To the words of the great master of the so called New Journalism, we unite ours in reference to that unique and surely unrepeatable event in the realm of the sport of gloves, an occurrence considered as one of the most important sports event of the twentieth century. Such was the encounter that 44 years ago starred two of the greatest heavyweights in history. At the time, the then ex-champion Muhammad Ali and the aggressive and devastating monarch (said to have a killer instinct on the ring), George Foreman, owner of the WBA and WBC belts, two of the organizations that rule the discipline in the professional arena and with a record of 40-0, 37 KO’s with Frazier and Norton among his victims.

The brawl took place in the wee hours of the morning (4am, local time) of October 30, 1974 as we noted, at the 20 of May stadium of the African city above mentioned, with a capacity for 60 thousand people, surpassed by almost double its limit by fervent spectators, most of them rooting for a triumph for the challenger, Ali, whom they cheered all the time and with greater stridency during the 26 minutes and 58 seconds that the combat lasted to the chant of Ali, bumayé!, Ali, Bumayé! (Ali, Kill him!, Ali, kill him!).

The resounding, surprising and consecrating triumph gave back the throne to the 32 years old Kentucky fighter, which had been taken from him seven years earlier, not lost in the ring, but in a court that sentenced him to 5 years in prison, which he did not serve, but that took the belt away in April ’67 for his refusal to enroll in the army and fight in Vietnam, claiming in his defense to object that in his conscience t “I ain’t got no quarrel with the Vietcong. No Vietcong ever called me Nigger (Black)”.

Ali managed that fight against all odds, even contravening Dundee’s instructions, who recommended to keep away from Foreman’s destructive power, with 25 years of age and a steamroller machine that had crushed all his prior rivals mercilessly.

Ali ignored the advice of his trainer and what seemed sensible. He put in practice his own judgement and strategy: He let Foreman attack and hit while he protected his jaw and body, obstructing the enemy blows with arms and forearms in front. . The young champion hit and hit without hurting the challenger, who in addition amused himself by whispering to him things such as “Is that all you’ve got, little girl”, “Can’t you hit harder George?” among others, in order to intimidate and unsettle him. He carried out the strategy for the first seven rounds, frequently leaning against the ropes , stuck onto Foreman like a leach and all of a sudden pow, pow, pow!, three, four, five blunt blows and Foreman, as Mailer recounted, fell apart, he slowly tumbled to the side until he fell like a ton of bricks on the canvas. Zachary Clayton, the referee, just got close to the fallen fighter and counted the 10 seconds of the regulations, to amaze of the whole world and elevate Ali to the Olympus for eternity, the mythological home of the Gods.

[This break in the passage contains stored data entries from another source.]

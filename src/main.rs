mod config;
mod delivery;
mod domain;
mod repository;
mod telemetry;
mod usecase;
mod worker;

use std::sync::Arc;

use anyhow::Context;
use axum::{
    Router,
    extract::State,
    middleware,
    routing::{delete, get, post},
};
use metrics_exporter_prometheus::{PrometheusBuilder, PrometheusHandle};
use tower_http::trace::TraceLayer;

use crate::config::{AppConfig, FanoutMode};
use crate::delivery::http::v1::activities::{purge_target, record_activity};
use crate::delivery::http::v1::feed::{personal_feed, public_feed, user_activity};
use crate::delivery::http::v1::follows::{follow_status, follow_user, unfollow_user};
use crate::delivery::http::v1::middleware::auth_middleware;
use crate::delivery::http::v1::notifications::{get_unread_count, mark_all_as_read, mark_as_read};
use crate::repository::postgres::{
    PostgresActivityRepository, PostgresFollowRepository, PostgresNotificationRepository,
    PostgresProfileRepository, create_pool,
};
use crate::usecase::activities::ActivityRecorder;
use crate::usecase::composer::MessageComposer;
use crate::usecase::fanout::{FanoutEngine, QueuedFanout};
use crate::usecase::feed::FeedQueryService;
use crate::usecase::follows::FollowsUseCase;
use crate::usecase::jwt::TokenVerifier;
use crate::usecase::notifications::NotificationsUseCase;

type Dispatcher = QueuedFanout<PostgresFollowRepository, PostgresNotificationRepository>;

pub struct AppState {
    pub activity_recorder: ActivityRecorder<PostgresActivityRepository, Dispatcher>,
    pub feed_service: FeedQueryService<
        PostgresActivityRepository,
        PostgresNotificationRepository,
        PostgresProfileRepository,
    >,
    pub notifications_usecase: NotificationsUseCase<PostgresNotificationRepository>,
    pub follows_usecase: FollowsUseCase<PostgresFollowRepository>,
    pub token_verifier: TokenVerifier,
    pub metrics_handle: PrometheusHandle,
}

#[tokio::main]
async fn main() -> anyhow::Result<()> {
    let config = AppConfig::from_env().context("failed to load configuration")?;
    let telemetry = telemetry::init(&config).context("failed to initialize tracing")?;

    tracing::info!(
        telemetry_enabled = config.telemetry_enabled,
        fanout_mode = ?config.fanout_mode,
        "starting the activity feed service"
    );

    let metrics_handle = PrometheusBuilder::new()
        .install_recorder()
        .context("failed to install Prometheus recorder")?;
    metrics_process::Collector::default().describe();
    tracing::info!("prometheus metrics initialized");

    let pool = create_pool(&config.database_url, config.database_max_connections)
        .await
        .context("failed to create database pool")?;
    tracing::info!("database pool created");

    sqlx::migrate!().run(&pool).await?;
    tracing::info!("database migrations applied");

    let engine = Arc::new(FanoutEngine::new(
        PostgresFollowRepository::new(pool.clone()),
        PostgresNotificationRepository::new(pool.clone()),
        config.fanout_page_size,
    ));

    let jetstream = match config.fanout_mode {
        FanoutMode::Inline => None,
        FanoutMode::Queued => connect_queue(&config.nats_url).await,
    };

    if let Some(jetstream) = jetstream.clone() {
        let activities = PostgresActivityRepository::new(pool.clone());
        let engine = engine.clone();
        tokio::spawn(async move {
            if let Err(e) = worker::run(jetstream, activities, engine).await {
                tracing::error!(error = %e, "fan-out worker stopped");
            }
        });
    }

    let shared_state = Arc::new(AppState {
        activity_recorder: ActivityRecorder::new(
            PostgresActivityRepository::new(pool.clone()),
            QueuedFanout::new(engine, jetstream),
        ),
        feed_service: FeedQueryService::new(
            PostgresActivityRepository::new(pool.clone()),
            PostgresNotificationRepository::new(pool.clone()),
            PostgresProfileRepository::new(pool.clone()),
            MessageComposer::new(),
        ),
        notifications_usecase: NotificationsUseCase::new(PostgresNotificationRepository::new(
            pool.clone(),
        )),
        follows_usecase: FollowsUseCase::new(PostgresFollowRepository::new(pool)),
        token_verifier: TokenVerifier::new(&config.jwt_secret),
        metrics_handle,
    });

    let authenticated = Router::new()
        .route("/api/v1/activities", post(record_activity))
        .route(
            "/api/v1/activities/targets/{target_type}/{target_id}",
            delete(purge_target),
        )
        .route("/api/v1/feed", get(personal_feed))
        .route("/api/v1/notifications/unread-count", get(get_unread_count))
        .route("/api/v1/notifications/read-all", post(mark_all_as_read))
        .route("/api/v1/notifications/{id}/read", post(mark_as_read))
        .route(
            "/api/v1/users/{id}/follow",
            get(follow_status).post(follow_user).delete(unfollow_user),
        )
        .layer(middleware::from_fn_with_state(
            shared_state.clone(),
            auth_middleware,
        ));

    let public = Router::new()
        .route("/api/v1/feed/public", get(public_feed))
        .route("/api/v1/feed/users/{username}", get(user_activity));

    let router = Router::new()
        .route("/healthz", get(healthz))
        .route("/metrics", get(metrics))
        .merge(authenticated)
        .merge(public)
        .layer(TraceLayer::new_for_http())
        .with_state(shared_state);

    let listener = tokio::net::TcpListener::bind(&config.bind_addr)
        .await
        .with_context(|| format!("failed to bind {}", config.bind_addr))?;
    tracing::info!(bind_addr = %config.bind_addr, "activity feed service listening");

    axum::serve(listener, router)
        .with_graceful_shutdown(shutdown_signal())
        .await?;

    telemetry.shutdown();
    Ok(())
}

/// Falls back to inline fan-out when NATS is unreachable.
async fn connect_queue(nats_url: &str) -> Option<async_nats::jetstream::Context> {
    let client = match async_nats::connect(nats_url).await {
        Ok(client) => client,
        Err(e) => {
            tracing::warn!(error = %e, %nats_url, "failed to connect to NATS, fan-out runs inline");
            return None;
        }
    };
    tracing::info!(%nats_url, "connected to NATS");

    let jetstream = async_nats::jetstream::new(client);
    match worker::ensure_stream(&jetstream).await {
        Ok(_) => Some(jetstream),
        Err(e) => {
            tracing::error!(error = %e, "fan-out stream unavailable, fan-out runs inline");
            None
        }
    }
}

async fn shutdown_signal() {
    if let Err(e) = tokio::signal::ctrl_c().await {
        tracing::error!(error = %e, "failed to listen for shutdown signal");
        std::future::pending::<()>().await;
    }
    tracing::info!("shutdown signal received");
}

async fn metrics(State(state): State<Arc<AppState>>) -> String {
    metrics_process::Collector::default().collect();
    state.metrics_handle.render()
}

#[tracing::instrument]
async fn healthz() -> &'static str {
    "OK"
}
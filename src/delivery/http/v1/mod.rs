pub mod activities;
pub mod feed;
pub mod follows;
pub mod middleware;
pub mod notifications;
use std::sync::Arc;

use axum::{
    Extension, Json,
    extract::{Path, State},
    http::StatusCode,
    response::IntoResponse,
};
use serde::Serialize;
use uuid::Uuid;

use crate::AppState;
use crate::delivery::http::v1::middleware::AuthenticatedUser;
use crate::usecase::error::UsecaseError;

#[derive(Serialize)]
pub struct UnreadCountResponse {
    pub unread_count: i64,
}

#[derive(Serialize)]
pub struct MarkAllReadResponse {
    pub updated: u64,
}

#[tracing::instrument(skip(state), fields(user_id = %user.user_id))]
pub async fn get_unread_count(
    State(state): State<Arc<AppState>>,
    Extension(user): Extension<AuthenticatedUser>,
) -> Result<impl IntoResponse, UsecaseError> {
    tracing::debug!("getting unread notification count");

    let unread_count = state
        .notifications_usecase
        .count_unread(user.user_id)
        .await?;

    Ok((StatusCode::OK, Json(UnreadCountResponse { unread_count })))
}

#[tracing::instrument(skip(state), fields(user_id = %user.user_id, notification_id = %id))]
pub async fn mark_as_read(
    State(state): State<Arc<AppState>>,
    Extension(user): Extension<AuthenticatedUser>,
    Path(id): Path<Uuid>,
) -> Result<impl IntoResponse, UsecaseError> {
    state
        .notifications_usecase
        .mark_as_read(id, user.user_id)
        .await?;

    Ok(StatusCode::NO_CONTENT)
}

#[tracing::instrument(skip(state), fields(user_id = %user.user_id))]
pub async fn mark_all_as_read(
    State(state): State<Arc<AppState>>,
    Extension(user): Extension<AuthenticatedUser>,
) -> Result<impl IntoResponse, UsecaseError> {
    let updated = state
        .notifications_usecase
        .mark_all_as_read(user.user_id)
        .await?;

    Ok((StatusCode::OK, Json(MarkAllReadResponse { updated })))
}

Details of this unforgettable combat were made into a movie by Leon Gast in “When we were Kings” and by Michael Mann in “Ali”, two of many feature films and documentaries about the life of the boxing star.

 

The man who dedicated himself to poetry
Two years after Ali’s farewell.

From Olympic gold to the heavyweight crown

 

Fourteen years had gone by since the moment in which Cassius Clay, later Muhammad Ali, made his debut in professional boxing against Tunney Hunsaker, who left nothing to boxing, except his name as the first adversary of a youngster of 18 years that a few months before in Rome-60 had won the Olympic gold medal of the semi-heavyweights, and which according to biographers, he threw into the Ohio river in reaction to the humiliation he felt when he was denied entry into a “whites only” establishment.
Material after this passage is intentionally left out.